§ Saved data entries:
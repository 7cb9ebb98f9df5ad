//! Stake instruction handler.
//!
//! Opens a new time-locked position under a package.

use anchor_lang::prelude::*;
use anchor_spl::token_interface::{Mint, TokenAccount, TokenInterface};

use crate::constants::*;
use crate::error::StakingError;
use crate::events::Staked;
use crate::ledger;
use crate::state::{Package, StakeCounter, StakePosition, StakingConfig, UserTotals};
use crate::utils::transfer_from_user_to_vault;

/// Accounts required for staking.
#[derive(Accounts)]
#[instruction(amount: u128, package_id: u8)]
pub struct Stake<'info> {
    /// The owner of the new position.
    #[account(mut)]
    pub owner: Signer<'info>,

    #[account(
        mut,
        seeds = [STAKING_CONFIG_SEED, staking_config.stake_mint.as_ref(), staking_config.reward_mint.as_ref()],
        bump = staking_config.bump,
        has_one = stake_mint @ StakingError::MintMismatch
    )]
    pub staking_config: Box<Account<'info, StakingConfig>>,

    /// The target package. Omitted when `package_id` was never configured.
    #[account(mut)]
    pub package: Option<Account<'info, Package>>,

    /// Owner's principal across all packages (created on first stake).
    #[account(
        init_if_needed,
        payer = owner,
        space = UserTotals::LEN,
        seeds = [USER_TOTALS_SEED, staking_config.key().as_ref(), owner.key().as_ref()],
        bump
    )]
    pub user_totals: Box<Account<'info, UserTotals>>,

    /// Next stake index for (owner, package).
    #[account(
        init_if_needed,
        payer = owner,
        space = StakeCounter::LEN,
        seeds = [
            STAKE_COUNTER_SEED,
            staking_config.key().as_ref(),
            owner.key().as_ref(),
            package_id.to_le_bytes().as_ref()
        ],
        bump
    )]
    pub stake_counter: Box<Account<'info, StakeCounter>>,

    #[account(
        init,
        payer = owner,
        space = StakePosition::LEN,
        seeds = [
            STAKE_POSITION_SEED,
            staking_config.key().as_ref(),
            owner.key().as_ref(),
            package_id.to_le_bytes().as_ref(),
            stake_counter.count.to_le_bytes().as_ref()
        ],
        bump
    )]
    pub stake_position: Box<Account<'info, StakePosition>>,

    pub stake_mint: Box<InterfaceAccount<'info, Mint>>,

    #[account(
        mut,
        constraint = owner_stake_token.mint == stake_mint.key() @ StakingError::MintMismatch,
        constraint = owner_stake_token.owner == owner.key() @ StakingError::Unauthorized
    )]
    pub owner_stake_token: Box<InterfaceAccount<'info, TokenAccount>>,

    #[account(
        mut,
        address = staking_config.stake_vault @ StakingError::VaultMismatch
    )]
    pub stake_vault: Box<InterfaceAccount<'info, TokenAccount>>,

    /// Required when the reward asset differs from the stake asset.
    #[account(address = staking_config.reward_vault @ StakingError::VaultMismatch)]
    pub reward_vault: Option<Box<InterfaceAccount<'info, TokenAccount>>>,

    pub system_program: Program<'info, System>,

    pub token_program: Interface<'info, TokenInterface>,
}

/// Stake `amount` into package `package_id`.
///
/// Reward for the whole lock period is fixed now from the package terms and
/// must be covered by the reward vault before the position is recorded.
pub fn handler(ctx: Context<Stake>, amount: u128, package_id: u8) -> Result<()> {
    let clock = Clock::get()?;
    let now = clock.unix_timestamp;
    let config_key = ctx.accounts.staking_config.key();
    let owner = ctx.accounts.owner.key();

    let terms = {
        let package = ctx
            .accounts
            .package
            .as_deref()
            .filter(|package| package.belongs_to(&config_key, package_id));
        ledger::plan_open(
            &ctx.accounts.staking_config,
            package,
            ctx.accounts.user_totals.total_staked,
            ctx.accounts.stake_counter.count,
            amount,
            now,
        )?
    };

    let balance_before = ctx.accounts.stake_vault.amount;
    transfer_from_user_to_vault(
        ctx.accounts.owner.to_account_info(),
        ctx.accounts.owner_stake_token.to_account_info(),
        ctx.accounts.stake_vault.to_account_info(),
        ctx.accounts.stake_mint.to_account_info(),
        ctx.accounts.token_program.to_account_info(),
        terms.principal,
        ctx.accounts.stake_mint.decimals,
    )?;
    ctx.accounts.stake_vault.reload()?;
    ledger::ensure_received(terms.principal, balance_before, ctx.accounts.stake_vault.amount)?;

    let held_reward_balance = ctx.accounts.staking_config.held_reward_balance(
        ctx.accounts.stake_vault.amount,
        ctx.accounts.reward_vault.as_ref().map(|vault| vault.amount),
    )?;
    ledger::ensure_reward_liquidity(&ctx.accounts.staking_config, &terms, held_reward_balance)?;

    let user_totals = &mut ctx.accounts.user_totals;
    if user_totals.owner == Pubkey::default() {
        user_totals.config = config_key;
        user_totals.owner = owner;
        user_totals.bump = ctx.bumps.user_totals;
    }
    let stake_counter = &mut ctx.accounts.stake_counter;
    if stake_counter.owner == Pubkey::default() {
        stake_counter.config = config_key;
        stake_counter.owner = owner;
        stake_counter.package_id = package_id;
        stake_counter.bump = ctx.bumps.stake_counter;
    }
    ctx.accounts.stake_position.bump = ctx.bumps.stake_position;

    let package = ctx
        .accounts
        .package
        .as_deref_mut()
        .ok_or(StakingError::InvalidPackage)?;
    ledger::apply_open(
        &mut ctx.accounts.staking_config,
        package,
        &mut ctx.accounts.user_totals,
        &mut ctx.accounts.stake_counter,
        &mut ctx.accounts.stake_position,
        config_key,
        owner,
        &terms,
    )?;

    msg!(
        "Staked {} in package {} (index {})",
        terms.principal,
        package_id,
        terms.stake_index
    );
    msg!("Reward snapshot: {}", terms.reward_total);
    msg!("Unlocks at: {}", terms.unlock_timestamp);
    msg!("Total locked: {}", ctx.accounts.staking_config.total_locked);

    emit!(Staked {
        owner,
        package_id,
        stake_index: terms.stake_index,
        amount: terms.principal,
        reward_total: terms.reward_total,
        unlock_timestamp: terms.unlock_timestamp,
    });

    Ok(())
}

§ Task description:
Only the lines from the first line of the records through the one containing "use crate::ledger;" should be reproduced, exactly, with both of them included.

§ The completed task:
repository 7cb9ebb98f9df5ad
//! Stake instruction handler.
//!
//! Opens a new time-locked position under a package.

use anchor_lang::prelude::*;
use anchor_spl::token_interface::{Mint, TokenAccount, TokenInterface};

use crate::constants::*;
use crate::error::StakingError;
use crate::events::Staked;
use crate::ledger;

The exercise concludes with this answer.